Ribuan honorer yang banyak ditinggalkan dalam proses ini, meskipun telah tahunan bekerja di Pemkot Palembang, disebut akan memberi pengaruh bagi para calon kepala daerah yang muncul dari petahana. 

Hal ini diungkapkan oleh pengamat Bagindo Togar kepada Kantor Berita RMOLSumsel. "Suara honorer ini tidak bisa dikesampingkan, sehingga jelas akan mempengaruhi pencalonan Wali Kota kedepan," ungkapnya. 

Menurut Bagindo, permasalahan honorer yang kemudian kalaupun benar, sengaja tidak diloloskan atau dibuka formasinya untuk PPPK, oleh Pemkot Palembang tentu akan menjadi preseden buruk. Selain faktor elektabilitas, tingkat kepercayaan para honorer ini kepada pimpinan akan jauh berkurang.

Dari sisi profesional, terlebih setelah mengetahui mereka tidak lulus dalam seleksi PPPK maka sudah tidak akan lagi fokus bekerja. Sementara di sisi lain, kerabat dan anak pejabat Pemkot Palembang malah lulus dalam proses ini.

"Mereka (tenaga honorer) ini akan mempersiapkan diri untuk mencari pekerjaan berikutnya, sehingga secara psikologis tidak akan fokus dalam pekerjaan saat ini, pelayanan terhadap masyarakat akan berkurang," jelas Bagindo. 

Bagindo Togar 

Padahal di sisi lain, tenaga honorer atau non PNS di daerah kehadirannya sangat membantu pemerintah dalam tugas dan tanggung jawabnya melayani masyarakat. 

Menurut Bagindo, turunnya tingkat kepercayaan ini merupakan konsekwensi dari polemik yang terjadi saat ini yang menjadi sorotan, yaitu lulusnya menantu Walikota Palembang Harnojoyo dan anak dari Sekda Palembang Ratu Dewa. Termasuk prinsip fairness dan transparansi yang dianggap belum berjalan di Pemkot Palembang.

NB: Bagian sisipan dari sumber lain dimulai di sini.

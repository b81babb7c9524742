//! Synchronisation des images géoréférencées
//!
//! Les ancres d'images viennent d'un jeu d'enregistrements secondaire,
//! indépendant de la table principale. Elles ne sont posées sur la carte que
//! quand l'affichage est activé, et le recalcul est conditionné à un vrai
//! changement de valeurs pour éviter le va-et-vient de sources.

use serde::{Deserialize, Serialize};
use tracing::{debug, warn};

use crate::config::ImagesConfig;
use crate::engine::{LayerKind, LayerSpec, MapEngine, SourceSpec};
use crate::record::Record;

/// Ancre d'image géoréférencée
#[derive(Debug, Clone, PartialEq, Serialize, Deserialize)]
pub struct ImageRecord {
    /// Id de l'enregistrement source
    pub id: String,

    /// URL de l'image
    pub url: String,

    /// Quatre coins : haut-gauche, haut-droit, bas-droit, bas-gauche
    pub corners: [[f64; 2]; 4],
}

/// Extrait les ancres d'images d'un jeu d'enregistrements bruts.
///
/// Les enregistrements incomplets — URL absente, coin manquant ou illisible —
/// sont ignorés.
pub fn records_from_cells(records: &[Record], config: &ImagesConfig) -> Vec<ImageRecord> {
    records
        .iter()
        .filter_map(|record| {
            let url = record.cell(&config.url_field)?.trim().to_string();
            if url.is_empty() {
                return None;
            }
            let mut corners = [[0.0; 2]; 4];
            for (i, field) in config.corner_fields.iter().enumerate() {
                corners[i] = parse_corner(record.cell(field)?)?;
            }
            Some(ImageRecord {
                id: record.id.clone(),
                url,
                corners,
            })
        })
        .collect()
}

/// Décode un coin « lon,lat »
fn parse_corner(raw: &str) -> Option<[f64; 2]> {
    let mut parts = raw.split(',');
    let x = parts.next()?.trim().parse().ok()?;
    let y = parts.next()?.trim().parse().ok()?;
    if parts.next().is_some() {
        return None;
    }
    Some([x, y])
}

/// Synchronise les sources d'images avec le moteur
#[derive(Debug, Default)]
pub struct ImageOverlay {
    shown: bool,
    last: Vec<ImageRecord>,
    /// Ids des enregistrements dont la source est actuellement posée
    added: Vec<String>,
}

impl ImageOverlay {
    pub fn new() -> Self {
        Self::default()
    }

    /// Vrai si l'overlay est affiché
    pub fn is_shown(&self) -> bool {
        self.shown
    }

    /// Synchronise l'état des sources d'images.
    ///
    /// Affichage coupé : toutes les sources posées sont retirées. Affichage
    /// actif : les sources ne sont reconstruites que si le jeu
    /// d'enregistrements a réellement changé.
    pub fn sync<E: MapEngine>(&mut self, engine: &mut E, records: &[ImageRecord], show: bool) {
        if !show {
            if !self.added.is_empty() {
                self.remove_all(engine);
            }
            self.shown = false;
            return;
        }

        if self.shown && self.last == records {
            debug!(count = records.len(), "Image records unchanged, skipping");
            return;
        }

        self.remove_all(engine);
        for record in records {
            let source_id = image_source_id(&record.id);
            if let Err(e) = engine.add_source(
                &source_id,
                SourceSpec::Image {
                    url: record.url.clone(),
                    coordinates: record.corners,
                },
            ) {
                warn!(record = %record.id, error = %e, "Image source rejected");
                continue;
            }
            if let Err(e) = engine.add_layer(LayerSpec {
                id: image_layer_id(&record.id),
                kind: LayerKind::Raster,
                source: Some(source_id),
                source_layer: None,
                layout: serde_json::json!({}),
                paint: serde_json::json!({ "raster-opacity": 0.85 }),
                filter: None,
            }) {
                warn!(record = %record.id, error = %e, "Image layer rejected");
            }
            self.added.push(record.id.clone());
        }
        self.last = records.to_vec();
        self.shown = true;
    }

    /// Repose les sources après un rechargement de style destructif
    pub fn reapply<E: MapEngine>(&mut self, engine: &mut E) {
        if !self.shown {
            return;
        }
        // Les sources n'ont pas survécu au rechargement
        self.added.clear();
        self.shown = false;
        let records = std::mem::take(&mut self.last);
        self.sync(engine, &records, true);
    }

    fn remove_all<E: MapEngine>(&mut self, engine: &mut E) {
        for record_id in self.added.drain(..) {
            let layer_id = image_layer_id(&record_id);
            let source_id = image_source_id(&record_id);
            if engine.has_layer(&layer_id) {
                engine.remove_layer(&layer_id).ok();
            }
            if engine.has_source(&source_id) {
                engine.remove_source(&source_id).ok();
            }
        }
    }
}

fn image_source_id(record_id: &str) -> String {
    format!("image-{record_id}")
}

fn image_layer_id(record_id: &str) -> String {
    format!("image-{record_id}-raster")
}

"Di luar itu, kita juga mendengar suara dari masyarakat yang mempertanyakan transparansi dalam penerimaan PPPK ini, sehingga masyarakat menilai pejabat ini tidak fair dan transparan," sambung Bagindo. 

Pertimbangan untuk mengisi kebutuhan ataupun formasi penerimaan di tingkat daerah menurut Bagindo dikembalikan lagi kepada pemerintah daerah. Sehingga menurutnya pemerintah pusat tidak bisa dijadikan bumper ataupun alasan dalam polemik penerimaan PPPK di kota Palembang kali ini. 

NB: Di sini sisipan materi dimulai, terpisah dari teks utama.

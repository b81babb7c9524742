//! Session de synchronisation : possession du moteur et orchestration
//!
//! La session détient le moteur de rendu pour toute sa durée de vie —
//! acquis par [`MapSession::init`], rendu par [`MapSession::dispose`] sur
//! tous les chemins, y compris un échec d'initialisation (le moteur déplacé
//! est alors détruit par le drop). Tout le travail est coopératif et
//! mono-thread : passes de synchronisation, événements relayés par l'hôte,
//! pompe [`MapSession::poll`] pour les travaux débouncés.

use std::collections::HashSet;
use std::time::Instant;

use anyhow::Result;
use tracing::{debug, info, warn};

use crate::backdrop::{BackdropController, BackdropVariant};
use crate::builder::{build_features, BuildOptions};
use crate::config::MapConfig;
use crate::edit::{EditSession, EditState, DRAW_SOURCE_PREFIX};
use crate::engine::{MapEngine, MapEvent};
use crate::feature::{detail_collection, label_collection, MapFeature};
use crate::labels::{reconcile, Debouncer, LABEL_DEBOUNCE};
use crate::layers::{self, LABELS_SOURCE, PLACES_FILL_LAYER, PLACES_SOURCE};
use crate::overlay::{ImageOverlay, ImageRecord};
use crate::record::{ColorSource, Record, TableInfo};
use crate::viewport::{fit_target, FIT_PADDING};

/// Entrées d'une passe de synchronisation
#[derive(Debug, Clone, Copy)]
pub struct SyncInput<'a> {
    /// Jeu complet d'enregistrements
    pub records: &'a [Record],

    /// Ids visibles dans la vue filtrée courante
    pub view_ids: &'a HashSet<String>,

    /// Sélection courante, ordonnée
    pub selection: &'a [String],

    /// Description de la table hôte
    pub table: &'a TableInfo,

    /// Mode édition
    pub edit_mode: bool,

    /// Étiquettes visibles
    pub show_labels: bool,
}

/// Résumé d'une passe de synchronisation
#[derive(Debug, Clone, Default)]
pub struct SyncSummary {
    /// Ids des enregistrements à géométrie inutilisable, à afficher par l'hôte
    pub error_ids: Vec<String>,

    /// Nombre de features construites
    pub feature_count: usize,

    /// Les datasets ont été re-poussés au moteur
    pub refreshed: bool,

    /// La vue a été recadrée
    pub fitted: bool,
}

/// Action que l'hôte doit appliquer
#[derive(Debug, Clone, PartialEq)]
pub enum HostAction {
    /// Sélectionner un enregistrement (None = tout désélectionner)
    SelectRecord(Option<String>),
}

/// Session de synchronisation carte ↔ enregistrements
pub struct MapSession<E: MapEngine> {
    engine: E,
    config: MapConfig,
    backdrop: BackdropController,
    edit: EditSession,
    overlay: ImageOverlay,
    label_debounce: Debouncer,
    features: Vec<MapFeature>,
    error_ids: Vec<String>,
    style_ready: bool,
    pending_push: bool,
    first_sync: bool,
}

impl<E: MapEngine> MapSession<E> {
    /// Acquiert le moteur et prépare la session.
    ///
    /// # Errors
    ///
    /// Retourne une erreur si la configuration est invalide ; le moteur,
    /// déjà déplacé dans l'appel, est alors détruit normalement.
    pub fn init(engine: E, config: MapConfig) -> Result<Self> {
        config.validate()?;
        let backdrop = BackdropController::new(config.thematic_style_url());
        info!(geometry_field = %config.geometry_field, "Map session initialized");

        Ok(Self {
            engine,
            config,
            backdrop,
            edit: EditSession::new(),
            overlay: ImageOverlay::new(),
            label_debounce: Debouncer::new(LABEL_DEBOUNCE),
            features: Vec::new(),
            error_ids: Vec::new(),
            style_ready: false,
            pending_push: false,
            first_sync: true,
        })
    }

    /// Libère la session et rend le moteur à l'hôte
    pub fn dispose(self) -> E {
        info!("Map session disposed");
        self.engine
    }

    /// Features de la dernière passe
    pub fn features(&self) -> &[MapFeature] {
        &self.features
    }

    /// Ids en erreur de la dernière passe
    pub fn error_ids(&self) -> &[String] {
        &self.error_ids
    }

    /// État de la session d'édition
    pub fn edit_state(&self) -> &EditState {
        self.edit.state()
    }

    /// Variante de fond de carte active
    pub fn backdrop(&self) -> BackdropVariant {
        self.backdrop.active()
    }

    /// Vrai si le style courant est prêt à recevoir sources et layers
    pub fn is_style_ready(&self) -> bool {
        self.style_ready
    }

    /// Accès au moteur
    pub fn engine(&self) -> &E {
        &self.engine
    }

    /// Accès mutable au moteur
    pub fn engine_mut(&mut self) -> &mut E {
        &mut self.engine
    }

    /// Passe de synchronisation complète.
    ///
    /// La transition d'édition et la reconstruction des features se font dans
    /// la même passe, sur le même instantané d'entrées : l'indicateur
    /// `invisible` et l'état d'édition ne peuvent pas diverger, même le temps
    /// d'une frame.
    pub fn sync(&mut self, input: &SyncInput<'_>, colors: &dyn ColorSource) -> SyncSummary {
        let mut summary = SyncSummary::default();

        // 1. Transition de la session d'édition
        self.edit.update(
            input.selection,
            input.edit_mode,
            input.records,
            &self.config.geometry_field,
        );

        // 2. Construction des features
        let label_field = input
            .table
            .resolve_label_field(self.config.label_field.as_deref());
        let options = BuildOptions {
            geometry_field: &self.config.geometry_field,
            label_field,
            show_labels: input.show_labels,
            color_by_view: self.config.color_by_view,
            edit_mode: input.edit_mode,
        };
        let (features, error_ids) =
            build_features(input.records, input.view_ids, input.selection, options, colors);
        summary.feature_count = features.len();
        summary.error_ids = error_ids.clone();
        self.error_ids = error_ids;

        // 3. Remplacement conditionné à un vrai changement de valeurs
        if features != self.features {
            self.features = features;
            summary.refreshed = self.push_datasets();
        } else if self.pending_push {
            summary.refreshed = self.push_datasets();
        }

        // 4. Cadrage éventuel de la vue
        if let Some(bounds) = fit_target(
            &self.features,
            input.selection,
            input.edit_mode,
            self.first_sync,
        ) {
            self.engine.fit_bounds(bounds, FIT_PADDING);
            summary.fitted = true;
            self.first_sync = false;
        }

        debug!(
            features = summary.feature_count,
            errors = summary.error_ids.len(),
            refreshed = summary.refreshed,
            fitted = summary.fitted,
            "Sync pass"
        );
        summary
    }

    /// Traite un événement relayé du moteur. Retourne les actions que l'hôte
    /// doit appliquer.
    pub fn handle_event(&mut self, event: &MapEvent, now: Instant) -> Vec<HostAction> {
        match event {
            MapEvent::Load | MapEvent::StyleLoad => {
                self.install();
                Vec::new()
            }
            MapEvent::Click { point } => self.handle_click(*point),
            MapEvent::SourceData { source_id } if source_id == LABELS_SOURCE => {
                self.label_debounce.trigger(now);
                Vec::new()
            }
            MapEvent::ZoomEnd | MapEvent::MoveEnd => {
                self.label_debounce.trigger(now);
                Vec::new()
            }
            MapEvent::DrawStateChanged { drawing } => {
                self.edit.set_drawing(*drawing);
                Vec::new()
            }
            _ => Vec::new(),
        }
    }

    /// Pompe les travaux différés. Retourne vrai si une réconciliation
    /// d'étiquettes a été tentée.
    pub fn poll(&mut self, now: Instant) -> bool {
        // Tant que le style n'est pas prêt, l'échéance reste armée
        if self.style_ready && self.label_debounce.fire_due(now) {
            let outcome = reconcile(&mut self.engine);
            debug!(?outcome, "Label reconciliation pass");
            return true;
        }
        false
    }

    /// Bascule de variante de fond de carte
    pub fn set_backdrop(&mut self, variant: BackdropVariant) {
        match self.backdrop.switch(&mut self.engine, variant) {
            Ok(true) => {
                // Rechargement destructif : tout sera réinstallé sur `style.load`
                self.style_ready = false;
                self.pending_push = true;
            }
            Ok(false) => {}
            Err(e) => warn!(error = %e, "Backdrop switch failed"),
        }
    }

    /// Synchronise l'overlay d'images
    pub fn sync_images(&mut self, records: &[ImageRecord], show: bool) {
        self.overlay.sync(&mut self.engine, records, show);
    }

    /// Installe sources, layers, visibilités et données après `load` ou
    /// `style.load`.
    ///
    /// Un rechargement de style détruit tout ce qui a été ajouté : l'ordre —
    /// signal de style prêt, puis sources, puis layers, puis visibilités,
    /// puis données — est une garantie du système.
    fn install(&mut self) {
        self.style_ready = true;

        if let Err(e) = layers::add_custom_sources(&mut self.engine) {
            warn!(error = %e, "Source installation failed");
            return;
        }
        if let Err(e) = layers::add_custom_layers(&mut self.engine) {
            warn!(error = %e, "Layer installation failed");
            return;
        }
        if let Err(e) = self.backdrop.apply_visibility(&mut self.engine) {
            warn!(error = %e, "Backdrop visibility failed");
        }
        self.overlay.reapply(&mut self.engine);

        if !self.features.is_empty() || self.pending_push {
            self.push_datasets();
        }
    }

    /// Pousse les datasets étiquettes et détail ; différé tant que le style
    /// n'est pas prêt.
    fn push_datasets(&mut self) -> bool {
        if !self.style_ready {
            self.pending_push = true;
            return false;
        }

        if let Err(e) = self
            .engine
            .set_source_data(LABELS_SOURCE, label_collection(&self.features))
        {
            warn!(error = %e, "Labels dataset push failed");
            self.pending_push = true;
            return false;
        }
        if let Err(e) = self
            .engine
            .set_source_data(PLACES_SOURCE, detail_collection(&self.features))
        {
            warn!(error = %e, "Detail dataset push failed");
            self.pending_push = true;
            return false;
        }

        self.pending_push = false;
        true
    }

    fn handle_click(&mut self, point: [f64; 2]) -> Vec<HostAction> {
        let places = self
            .engine
            .query_rendered_features(point, Some(&[PLACES_FILL_LAYER]))
            .unwrap_or_default();

        if let Some(hit) = places.first() {
            // Un clic retombant sur l'overlay de dessin n'est jamais une
            // sélection, pas plus qu'un clic pendant un tracé de sommets
            let on_draw_overlay = self.edit.is_active()
                && self
                    .engine
                    .query_rendered_features(point, None)
                    .unwrap_or_default()
                    .iter()
                    .any(|f| f.source.starts_with(DRAW_SOURCE_PREFIX));

            if !self.edit.is_drawing() && !on_draw_overlay {
                if let Some(id) = hit.record_id() {
                    return vec![HostAction::SelectRecord(Some(id.to_string()))];
                }
            }
            return Vec::new();
        }

        // Zone vide : efface la sélection, hors édition et hors tracé
        if !self.edit.is_drawing() && !self.edit.is_active() {
            return vec![HostAction::SelectRecord(None)];
        }
        Vec::new()
    }
}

Justru yang terbaik menurutnya adalah pejabat terkait memberikan klarifikasi dan seharusnya sejak awal melakukan proses rekrutmen yang fair dan transparan. 

"Sehingga tidak menjadi polemik di tengah masyarakat, apalagi honorer yang nyatanya sudah tahunan bekerja di Pemkot Palembang tetapi tidak ada formasi, atau bisa saja sengaja dibuang lewat proses penerimaan PPPK ini," jelasnya. 

Apabila proses penerimaan dilakukan secara fair dan transparan, maka kesempatan bagi warga kota Palembang akan menjadi sama. 

Terlebih seperti diberitakan sebelumnya, menurut Bagindo, berdasarkan data Badan Pusat Statistik (BPS), tingkat pengangguran terbuka (TPT) di kota Palembang menjadi yang tertinggi di Sumsel dengan 10,11 persen.

"Penerimaan ini tidak menjawab kebutuhan masyarakat akan pekerjaan, ataupun di sisi lain kita belum melihat upaya Pemkot Palembang mengurangi tingkat pengangguran ini yang kemudian berimbas pada kesejahteraan warganya," jelas Bagindo.